When a person is hit with a projectile such as a bullet, stress waves propagate outward from the site of impact, transferring energy from the bullet to the medium it hits, Professor Roylance explained. The wavespeed increases as the material is made stiffer, so stiff materials can distribute the projectile's energy over a wide area more quickly. However, increasing a material's stiffness often reduces its toughness-the amount of energy the material can absorb without fracturing. Ceramic materials, for example, are significantly stiffer than even steel, but they have little toughness-they are brittle and therefore subject to fracturing. "It's not always clear which is the more important parameter to optimize," he said. "When you improve one property, you pay for it with another."
Since the 1970s, Professor Roylance has been developing and refining a software program called FABRIC that helps designers at research sponsor Dupont (which makes nylon and Kevlar, the protective material most widely used today) select the best vest design for maximum effectiveness. The program does not suggest new materials; instead, it predicts the effects of an impact on various actual or proposed armor designs. It also provides accurate models of the blunt deformation caused by a projectile such as a bullet, taking into account the bullet's initial and residual velocity, how far it will penetrate into the material, the shape of the indentation and the amount of force it will impart.

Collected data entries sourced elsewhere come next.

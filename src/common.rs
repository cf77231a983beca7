//! Common utilities shared across programs

use crate::stats::Snapshot;
use std::time::{Duration, Instant};

/// Default period of the display tick
pub const DEFAULT_TICK: Duration = Duration::from_millis(80);

/// Fixed-cadence scheduler for the tick handler
///
/// Each call to [`Ticker::wait`] sleeps until the next deadline. When a tick runs
/// late by more than a whole period the schedule restarts from now instead of
/// firing a burst of catch-up ticks.
pub struct Ticker {
    period: Duration,
    next: Instant,
}

impl Ticker {
    pub fn new(period: Duration) -> Self {
        Self {
            period,
            next: Instant::now() + period,
        }
    }

    pub fn period(&self) -> Duration {
        self.period
    }

    /// Whether the next deadline has passed; advances the schedule if so
    pub fn is_due(&mut self, now: Instant) -> bool {
        if now < self.next {
            return false;
        }
        self.advance(now);
        true
    }

    /// Sleep until the next deadline
    pub fn wait(&mut self) {
        let now = Instant::now();
        if self.next > now {
            std::thread::sleep(self.next - now);
        }
        self.advance(Instant::now());
    }

    /// Time left until the next deadline
    pub fn remaining(&self, now: Instant) -> Duration {
        self.next.saturating_duration_since(now)
    }

    fn advance(&mut self, now: Instant) {
        self.next += self.period;
        if self.next + self.period < now {
            self.next = now + self.period;
        }
    }
}

/// Info block lines for a snapshot
pub fn snapshot_lines(snapshot: &Snapshot) -> Vec<String> {
    if snapshot.buffered == 0 {
        return vec![
            "Waiting for data...".to_string(),
            format!("Refreshes: {}", snapshot.refresh_count),
            format!("Status: {}", snapshot.status_label()),
        ];
    }

    vec![
        format!("Total: {}", snapshot.total_captured),
        format!("Display: {}", snapshot.buffered),
        format!("Unique: {}", snapshot.distinct_points),
        format!("Refreshes: {}", snapshot.refresh_count),
        format!("Rate: {:.1} pts/sec", snapshot.capture_rate),
        format!("I range: {}, Q range: {}", snapshot.i_range, snapshot.q_range),
        format!("New: {}", snapshot.new_samples),
        format!("Status: {}", snapshot.status_label()),
    ]
}

/// Parse a 16-bit hexadecimal value, with or without a `0x` prefix
pub fn parse_hex_u16(s: &str) -> Result<u16, String> {
    let digits = s
        .strip_prefix("0x")
        .or_else(|| s.strip_prefix("0X"))
        .unwrap_or(s);
    u16::from_str_radix(digits, 16).map_err(|_| format!("Invalid 16-bit hex value: {}", s))
}
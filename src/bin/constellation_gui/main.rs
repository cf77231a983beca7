//! Constellation GUI - live I/Q scatter plot
//!
//! Runs the same startup sequence as the console viewer, then plots the
//! display buffer with the ideal 16-QAM grid as reference.

mod app;
mod state;

use app::ConstellationApp;
use clap::Parser;
use iq_constellation::{Args, Session};

fn main() -> Result<(), Box<dyn std::error::Error>> {
    env_logger::Builder::from_env(env_logger::Env::default().default_filter_or("info")).init();
    let args = Args::parse();

    let mut session = Session::connect(
        &args.link_config(),
        args.capture_config(),
        args.stats_config(),
        args.rng(),
    )?;
    session.launch(args.noise())?;

    let options = eframe::NativeOptions {
        viewport: egui::ViewportBuilder::default()
            .with_inner_size([1100.0, 900.0])
            .with_min_inner_size([600.0, 500.0]),
        ..Default::default()
    };

    let tick_period = args.tick_period();
    let port = args.port.clone();
    eframe::run_native(
        "Real-time Constellation Diagram",
        options,
        Box::new(move |cc| Ok(Box::new(ConstellationApp::new(cc, session, tick_period, port)))),
    )?;
    Ok(())
}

With this knowledge, designers can test various weaves, thicknesses and layer arrangements of Kevlar or other material on a computer before doing so experimentally. "It costs several hundred thousand dollars to characterize the ballistic response for a single material," Professor Roylance said.
Kevlar, an aromatic polyamid or aramid, is two-thirds the density of steel but only one-fifth as heavy. However, it costs $10-$20 per pound compared to about $1 per pound for nylon, Professor Roylance noted. It is also used in radio tower guy wires and in fiberglass and other composites. It replaced nylon as the protective material of choice in the late 1960s, around the time Professor Roylance received his PhD and began his military service at the Army Materials and Research Center in Watertown, MA. He was later assigned to duty in Vietnam, and protective materials "went from being academically interesting to being a very personal interest," he said, adding that he and other soldiers often sat on several vests while riding in Jeeps in case the vehicle ran over a land mine.
An early type of protective garment, chain mail, was an effective barrier against swords and arrows, but became obsolete with the invention of longbows and gunpowder. Today's Kevlar vests can save the life of a policeman shot with some kinds of weapons, but they are not completely bullet-proof against higher-caliber guns and rifles. Even if bullet penetration can be prevented, enough momentum can cause fatal injuries from blunt trauma. On the battlefield, more injuries are caused by shrapnel from shells, land mines and other explosive devices than by rifle bullets, Professor Roylance said.
As vests are upgraded to protect against new types of weapons, Professor Roylance has changed the code in FABRIC to allow testing of new characteristics. For example, the program may be altered to evaluate slippage, whereby more slippery projectiles can slide between Kevlar fibers and thus achieve greater penetration effects. Teflon-coated "cop-killer" bullets have been designed to do just this, making vests less effective against them, he said. The program can also model the effects of needle-shaped projectiles, another potential "improvement" on larger, blunter bullets.
A version of this article appeared in MIT Tech Talk on January 31, 1996.